RECORDS FOR THIS EXERCISE =
——

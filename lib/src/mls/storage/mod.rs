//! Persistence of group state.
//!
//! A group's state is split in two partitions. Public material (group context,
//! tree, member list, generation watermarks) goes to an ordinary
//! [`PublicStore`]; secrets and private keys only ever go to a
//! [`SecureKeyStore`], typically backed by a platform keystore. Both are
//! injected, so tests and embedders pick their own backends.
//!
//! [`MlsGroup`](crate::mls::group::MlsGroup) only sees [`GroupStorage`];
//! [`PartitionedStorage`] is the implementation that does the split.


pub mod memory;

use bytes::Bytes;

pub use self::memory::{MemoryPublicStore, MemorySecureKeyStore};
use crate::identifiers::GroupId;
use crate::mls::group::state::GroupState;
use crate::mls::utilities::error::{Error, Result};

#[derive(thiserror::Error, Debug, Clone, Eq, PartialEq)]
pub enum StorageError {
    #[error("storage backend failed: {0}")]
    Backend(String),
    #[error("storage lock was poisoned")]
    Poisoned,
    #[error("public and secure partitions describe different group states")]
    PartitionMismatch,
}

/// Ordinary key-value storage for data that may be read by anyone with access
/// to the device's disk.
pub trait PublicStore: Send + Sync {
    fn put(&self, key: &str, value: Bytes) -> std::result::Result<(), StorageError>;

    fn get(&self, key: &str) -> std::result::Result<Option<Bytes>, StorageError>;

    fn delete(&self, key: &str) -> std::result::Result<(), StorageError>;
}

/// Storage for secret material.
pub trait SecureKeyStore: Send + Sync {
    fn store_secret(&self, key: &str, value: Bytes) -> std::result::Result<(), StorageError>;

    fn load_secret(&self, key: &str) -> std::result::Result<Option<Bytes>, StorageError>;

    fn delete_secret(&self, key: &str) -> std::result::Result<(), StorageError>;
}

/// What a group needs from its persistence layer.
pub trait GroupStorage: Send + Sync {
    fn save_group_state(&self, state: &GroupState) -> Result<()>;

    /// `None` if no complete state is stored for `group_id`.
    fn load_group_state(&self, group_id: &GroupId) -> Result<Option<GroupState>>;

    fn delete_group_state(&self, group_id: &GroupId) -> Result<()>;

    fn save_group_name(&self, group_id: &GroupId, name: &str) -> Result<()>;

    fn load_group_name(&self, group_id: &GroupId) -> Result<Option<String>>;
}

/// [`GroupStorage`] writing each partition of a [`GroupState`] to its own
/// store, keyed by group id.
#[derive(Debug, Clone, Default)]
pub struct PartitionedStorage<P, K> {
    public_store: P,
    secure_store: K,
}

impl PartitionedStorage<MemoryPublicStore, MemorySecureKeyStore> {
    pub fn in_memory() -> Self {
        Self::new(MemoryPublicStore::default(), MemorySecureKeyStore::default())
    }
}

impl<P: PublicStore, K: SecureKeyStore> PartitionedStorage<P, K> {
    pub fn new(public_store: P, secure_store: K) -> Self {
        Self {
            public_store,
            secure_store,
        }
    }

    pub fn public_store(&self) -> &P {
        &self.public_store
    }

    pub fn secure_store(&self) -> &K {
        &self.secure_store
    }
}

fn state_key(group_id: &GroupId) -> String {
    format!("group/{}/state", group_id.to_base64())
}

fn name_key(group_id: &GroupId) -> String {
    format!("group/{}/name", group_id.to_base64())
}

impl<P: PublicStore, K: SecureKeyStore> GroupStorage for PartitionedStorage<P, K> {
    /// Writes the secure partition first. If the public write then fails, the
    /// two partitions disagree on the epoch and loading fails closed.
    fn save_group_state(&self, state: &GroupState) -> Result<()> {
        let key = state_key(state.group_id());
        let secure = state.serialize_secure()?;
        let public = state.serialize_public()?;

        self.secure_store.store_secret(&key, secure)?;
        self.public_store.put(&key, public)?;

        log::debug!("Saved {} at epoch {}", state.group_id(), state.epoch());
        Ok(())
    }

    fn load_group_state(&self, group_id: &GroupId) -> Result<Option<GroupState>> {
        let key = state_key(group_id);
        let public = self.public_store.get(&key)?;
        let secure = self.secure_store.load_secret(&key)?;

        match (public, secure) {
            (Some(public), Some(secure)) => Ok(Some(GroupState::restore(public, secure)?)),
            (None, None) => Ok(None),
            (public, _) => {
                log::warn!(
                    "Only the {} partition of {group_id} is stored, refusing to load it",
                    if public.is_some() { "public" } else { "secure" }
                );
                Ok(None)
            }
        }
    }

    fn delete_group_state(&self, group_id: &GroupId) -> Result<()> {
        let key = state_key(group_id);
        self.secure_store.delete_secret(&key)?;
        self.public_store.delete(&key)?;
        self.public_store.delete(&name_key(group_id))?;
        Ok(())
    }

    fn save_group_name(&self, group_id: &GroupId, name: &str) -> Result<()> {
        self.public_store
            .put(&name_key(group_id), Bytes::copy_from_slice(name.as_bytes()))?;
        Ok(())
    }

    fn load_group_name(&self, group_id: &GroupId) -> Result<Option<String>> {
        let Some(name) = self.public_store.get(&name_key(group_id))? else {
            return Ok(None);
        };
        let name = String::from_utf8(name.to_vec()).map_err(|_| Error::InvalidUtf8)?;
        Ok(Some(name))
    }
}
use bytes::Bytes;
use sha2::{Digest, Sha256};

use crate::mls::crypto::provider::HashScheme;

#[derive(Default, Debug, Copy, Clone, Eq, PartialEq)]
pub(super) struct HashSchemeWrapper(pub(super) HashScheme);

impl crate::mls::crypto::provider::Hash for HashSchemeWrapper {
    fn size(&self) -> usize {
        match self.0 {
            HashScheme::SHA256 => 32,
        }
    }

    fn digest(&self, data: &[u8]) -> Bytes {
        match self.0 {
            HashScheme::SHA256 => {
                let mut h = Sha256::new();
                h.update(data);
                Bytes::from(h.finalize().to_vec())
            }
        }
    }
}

——

AIM OF THE EXERCISE = Repeat every line of the data, exactly and in full.

RESPONSE AREA =
filename lib/src/mls/storage/mod.rs
//! Persistence of group state.
//!
//! A group's state is split in two partitions. Public material (group context,
//! tree, member list, generation watermarks) goes to an ordinary
//! [`PublicStore`]; secrets and private keys only ever go to a
//! [`SecureKeyStore`], typically backed by a platform keystore. Both are
//! injected, so tests and embedders pick their own backends.
//!
//! [`MlsGroup`](crate::mls::group::MlsGroup) only sees [`GroupStorage`];
//! [`PartitionedStorage`] is the implementation that does the split.


pub mod memory;

use bytes::Bytes;

pub use self::memory::{MemoryPublicStore, MemorySecureKeyStore};
use crate::identifiers::GroupId;
use crate::mls::group::state::GroupState;
use crate::mls::utilities::error::{Error, Result};

#[derive(thiserror::Error, Debug, Clone, Eq, PartialEq)]
pub enum StorageError {
    #[error("storage backend failed: {0}")]
    Backend(String),
    #[error("storage lock was poisoned")]
    Poisoned,
    #[error("public and secure partitions describe different group states")]
    PartitionMismatch,
}

/// Ordinary key-value storage for data that may be read by anyone with access
/// to the device's disk.
pub trait PublicStore: Send + Sync {
    fn put(&self, key: &str, value: Bytes) -> std::result::Result<(), StorageError>;

    fn get(&self, key: &str) -> std::result::Result<Option<Bytes>, StorageError>;

    fn delete(&self, key: &str) -> std::result::Result<(), StorageError>;
}

/// Storage for secret material.
pub trait SecureKeyStore: Send + Sync {
    fn store_secret(&self, key: &str, value: Bytes) -> std::result::Result<(), StorageError>;

    fn load_secret(&self, key: &str) -> std::result::Result<Option<Bytes>, StorageError>;

    fn delete_secret(&self, key: &str) -> std::result::Result<(), StorageError>;
}

/// What a group needs from its persistence layer.
pub trait GroupStorage: Send + Sync {
    fn save_group_state(&self, state: &GroupState) -> Result<()>;

    /// `None` if no complete state is stored for `group_id`.
    fn load_group_state(&self, group_id: &GroupId) -> Result<Option<GroupState>>;

    fn delete_group_state(&self, group_id: &GroupId) -> Result<()>;

    fn save_group_name(&self, group_id: &GroupId, name: &str) -> Result<()>;

    fn load_group_name(&self, group_id: &GroupId) -> Result<Option<String>>;
}

/// [`GroupStorage`] writing each partition of a [`GroupState`] to its own
/// store, keyed by group id.
#[derive(Debug, Clone, Default)]
pub struct PartitionedStorage<P, K> {
    public_store: P,
    secure_store: K,
}

impl PartitionedStorage<MemoryPublicStore, MemorySecureKeyStore> {
    pub fn in_memory() -> Self {
        Self::new(MemoryPublicStore::default(), MemorySecureKeyStore::default())
    }
}

impl<P: PublicStore, K: SecureKeyStore> PartitionedStorage<P, K> {
    pub fn new(public_store: P, secure_store: K) -> Self {
        Self {
            public_store,
            secure_store,
        }
    }

    pub fn public_store(&self) -> &P {
        &self.public_store
    }

    pub fn secure_store(&self) -> &K {
        &self.secure_store
    }
}

fn state_key(group_id: &GroupId) -> String {
    format!("group/{}/state", group_id.to_base64())
}

fn name_key(group_id: &GroupId) -> String {
    format!("group/{}/name", group_id.to_base64())
}

impl<P: PublicStore, K: SecureKeyStore> GroupStorage for PartitionedStorage<P, K> {
    /// Writes the secure partition first. If the public write then fails, the
    /// two partitions disagree on the epoch and loading fails closed.
    fn save_group_state(&self, state: &GroupState) -> Result<()> {
        let key = state_key(state.group_id());
        let secure = state.serialize_secure()?;
        let public = state.serialize_public()?;

        self.secure_store.store_secret(&key, secure)?;
        self.public_store.put(&key, public)?;

        log::debug!("Saved {} at epoch {}", state.group_id(), state.epoch());
        Ok(())
    }

    fn load_group_state(&self, group_id: &GroupId) -> Result<Option<GroupState>> {
        let key = state_key(group_id);
        let public = self.public_store.get(&key)?;
        let secure = self.secure_store.load_secret(&key)?;

        match (public, secure) {
            (Some(public), Some(secure)) => Ok(Some(GroupState::restore(public, secure)?)),
            (None, None) => Ok(None),
            (public, _) => {
                log::warn!(
                    "Only the {} partition of {group_id} is stored, refusing to load it",
                    if public.is_some() { "public" } else { "secure" }
                );
                Ok(None)
            }
        }
    }

    fn delete_group_state(&self, group_id: &GroupId) -> Result<()> {
        let key = state_key(group_id);
        self.secure_store.delete_secret(&key)?;
        self.public_store.delete(&key)?;
        self.public_store.delete(&name_key(group_id))?;
        Ok(())
    }

    fn save_group_name(&self, group_id: &GroupId, name: &str) -> Result<()> {
        self.public_store
            .put(&name_key(group_id), Bytes::copy_from_slice(name.as_bytes()))?;
        Ok(())
    }

    fn load_group_name(&self, group_id: &GroupId) -> Result<Option<String>> {
        let Some(name) = self.public_store.get(&name_key(group_id))? else {
            return Ok(None);
        };
        let name = String::from_utf8(name.to_vec()).map_err(|_| Error::InvalidUtf8)?;
        Ok(Some(name))
    }
}
use bytes::Bytes;
use sha2::{Digest, Sha256};

use crate::mls::crypto::provider::HashScheme;

#[derive(Default, Debug, Copy, Clone, Eq, PartialEq)]
pub(super) struct HashSchemeWrapper(pub(super) HashScheme);

impl crate::mls::crypto::provider::Hash for HashSchemeWrapper {
    fn size(&self) -> usize {
        match self.0 {
            HashScheme::SHA256 => 32,
        }
    }

    fn digest(&self, data: &[u8]) -> Bytes {
        match self.0 {
            HashScheme::SHA256 => {
                let mut h = Sha256::new();
                h.update(data);
                Bytes::from(h.finalize().to_vec())
            }
        }
    }
}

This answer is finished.